use chrono::{Datelike, Local};
use serde::ser::SerializeMap;
use serde::{Serialize, Serializer};
use serde_json::Value;

use crate::models::{Day, Workout, WorkoutId};

/// Workout references for each of the seven days, always all seven present.
///
/// Entries are weak: an id may point at a workout that has since been deleted.
#[derive(Clone, Debug, Default, PartialEq, Eq)]
pub struct WeeklyPlan {
    days: [Vec<WorkoutId>; 7],
}

/// A plan entry resolved against the workout library.
#[derive(Clone, Copy, Debug, PartialEq)]
pub enum Assignment<'a> {
    Resolved(&'a Workout),
    Dangling(&'a WorkoutId),
}

impl<'a> Assignment<'a> {
    pub fn resolve(id: &'a WorkoutId, workouts: &'a [Workout]) -> Self {
        match workouts.iter().find(|w| &w.id == id) {
            Some(workout) => Assignment::Resolved(workout),
            None => Assignment::Dangling(id),
        }
    }
}

impl WeeklyPlan {
    pub fn new() -> Self {
        Self::default()
    }

    pub fn day(&self, day: Day) -> &[WorkoutId] {
        &self.days[day.index()]
    }

    pub fn iter(&self) -> impl Iterator<Item = (Day, &[WorkoutId])> + '_ {
        Day::ALL.into_iter().map(move |day| (day, self.day(day)))
    }

    /// Appends to the end of the day; duplicates are kept.
    pub fn push(&mut self, day: Day, id: WorkoutId) {
        self.days[day.index()].push(id);
    }

    /// Removes the entry at `index`, shifting later entries left. Out of range is a no-op.
    pub fn remove_at(&mut self, day: Day, index: usize) -> Option<WorkoutId> {
        let list = &mut self.days[day.index()];
        if index < list.len() {
            Some(list.remove(index))
        } else {
            None
        }
    }

    /// Drops every reference to `id` from every day, returning how many were removed.
    pub fn purge(&mut self, id: &WorkoutId) -> usize {
        let mut removed = 0;
        for list in self.days.iter_mut() {
            let before = list.len();
            list.retain(|entry| entry != id);
            removed += before - list.len();
        }
        removed
    }

    pub fn references(&self, id: &WorkoutId) -> bool {
        self.days.iter().any(|list| list.contains(id))
    }

    /// Builds a plan from arbitrary JSON, keeping whatever is usable.
    ///
    /// A non-object yields the empty plan, missing or non-array days become empty,
    /// unknown keys and non-string entries are dropped.
    pub fn from_value(value: &Value) -> Self {
        let mut plan = WeeklyPlan::new();
        let Some(map) = value.as_object() else {
            if !value.is_null() {
                tracing::warn!("planByDay is not an object, starting with an empty week");
            }
            return plan;
        };

        for day in Day::ALL {
            match map.get(day.as_str()) {
                Some(Value::Array(entries)) => {
                    let list = &mut plan.days[day.index()];
                    for entry in entries {
                        match entry.as_str() {
                            Some(id) => list.push(WorkoutId::from(id)),
                            None => tracing::warn!(%day, ?entry, "dropping non-string plan entry"),
                        }
                    }
                }
                Some(other) => tracing::warn!(%day, ?other, "day is not a list, treating as empty"),
                None => tracing::debug!(%day, "day missing from persisted plan"),
            }
        }

        for key in map.keys().filter(|key| key.parse::<Day>().is_err()) {
            tracing::warn!(%key, "ignoring unknown day in persisted plan");
        }

        plan
    }
}

impl Serialize for WeeklyPlan {
    fn serialize<S: Serializer>(&self, serializer: S) -> Result<S::Ok, S::Error> {
        let mut map = serializer.serialize_map(Some(Day::ALL.len()))?;
        for (day, ids) in self.iter() {
            map.serialize_entry(day.as_str(), ids)?;
        }
        map.end()
    }
}

/// The plan day matching the local calendar.
pub fn today() -> Day {
    Day::from(Local::now().weekday())
}
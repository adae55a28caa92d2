//! Plan health indicators derived from the library and weekly plan.
//!
//! Nothing here is stored; values are recomputed from the current state.
//! The typed functions work on a [`WeeklyPlan`], which always carries seven days.
//! The [`raw`] module accepts untyped JSON and treats anything malformed as empty.

use std::collections::BTreeMap;

use serde::Serialize;

use crate::models::{Day, Workout};
use crate::routines::WeeklyPlan;

#[derive(Clone, Debug, PartialEq, Serialize)]
#[serde(rename_all = "camelCase")]
pub struct Kpis<K: Ord = Day> {
    pub total_workouts_defined: usize,
    pub total_assignments: usize,
    /// Unrounded; display formatting is up to the caller.
    pub avg_assignments_per_day: f64,
    pub assignments_per_day: BTreeMap<K, usize>,
}

pub fn count_assignments_per_day(plan: &WeeklyPlan) -> BTreeMap<Day, usize> {
    plan.iter().map(|(day, ids)| (day, ids.len())).collect()
}

pub fn total_assignments(plan: &WeeklyPlan) -> usize {
    plan.iter().map(|(_, ids)| ids.len()).sum()
}

/// Total divided by the seven canonical days.
pub fn average_assignments_per_day(plan: &WeeklyPlan) -> f64 {
    average(total_assignments(plan), Day::ALL.len())
}

pub fn compute_kpis(workouts: &[Workout], plan: &WeeklyPlan) -> Kpis {
    Kpis {
        total_workouts_defined: workouts.len(),
        total_assignments: total_assignments(plan),
        avg_assignments_per_day: average_assignments_per_day(plan),
        assignments_per_day: count_assignments_per_day(plan),
    }
}

fn average(total: usize, days: usize) -> f64 {
    total as f64 / days.max(1) as f64
}

/// KPI functions over unvalidated JSON.
pub mod raw {
    use std::collections::BTreeMap;

    use serde_json::Value;

    use super::{average, Kpis};

    fn days(plan: &Value) -> impl Iterator<Item = (&String, usize)> {
        plan.as_object()
            .into_iter()
            .flatten()
            .map(|(day, list)| (day, list.as_array().map_or(0, Vec::len)))
    }

    /// Only keys present in `plan` appear; non-list values count as zero.
    pub fn count_assignments_per_day(plan: &Value) -> BTreeMap<String, usize> {
        days(plan).map(|(day, n)| (day.clone(), n)).collect()
    }

    pub fn total_assignments(plan: &Value) -> usize {
        days(plan).map(|(_, n)| n).sum()
    }

    /// Divides by the number of keys present, never less than one.
    pub fn average_assignments_per_day(plan: &Value) -> f64 {
        average(total_assignments(plan), days(plan).count())
    }

    pub fn compute_kpis(workouts: &Value, plan: &Value) -> Kpis<String> {
        Kpis {
            total_workouts_defined: workouts.as_array().map_or(0, Vec::len),
            total_assignments: total_assignments(plan),
            avg_assignments_per_day: average_assignments_per_day(plan),
            assignments_per_day: count_assignments_per_day(plan),
        }
    }
}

◆ What you have to do: Beginning at the opening line of the data, transcribe each line exactly until you reach the line with "pub fn resolve(id: &'a", which you also include, and go no further.

◆ Answer below:
use chrono::{Datelike, Local};
use serde::ser::SerializeMap;
use serde::{Serialize, Serializer};
use serde_json::Value;

use crate::models::{Day, Workout, WorkoutId};

/// Workout references for each of the seven days, always all seven present.
///
/// Entries are weak: an id may point at a workout that has since been deleted.
#[derive(Clone, Debug, Default, PartialEq, Eq)]
pub struct WeeklyPlan {
    days: [Vec<WorkoutId>; 7],
}

/// A plan entry resolved against the workout library.
#[derive(Clone, Copy, Debug, PartialEq)]
pub enum Assignment<'a> {
    Resolved(&'a Workout),
    Dangling(&'a WorkoutId),
}

impl<'a> Assignment<'a> {
    pub fn resolve(id: &'a WorkoutId, workouts: &'a [Workout]) -> Self {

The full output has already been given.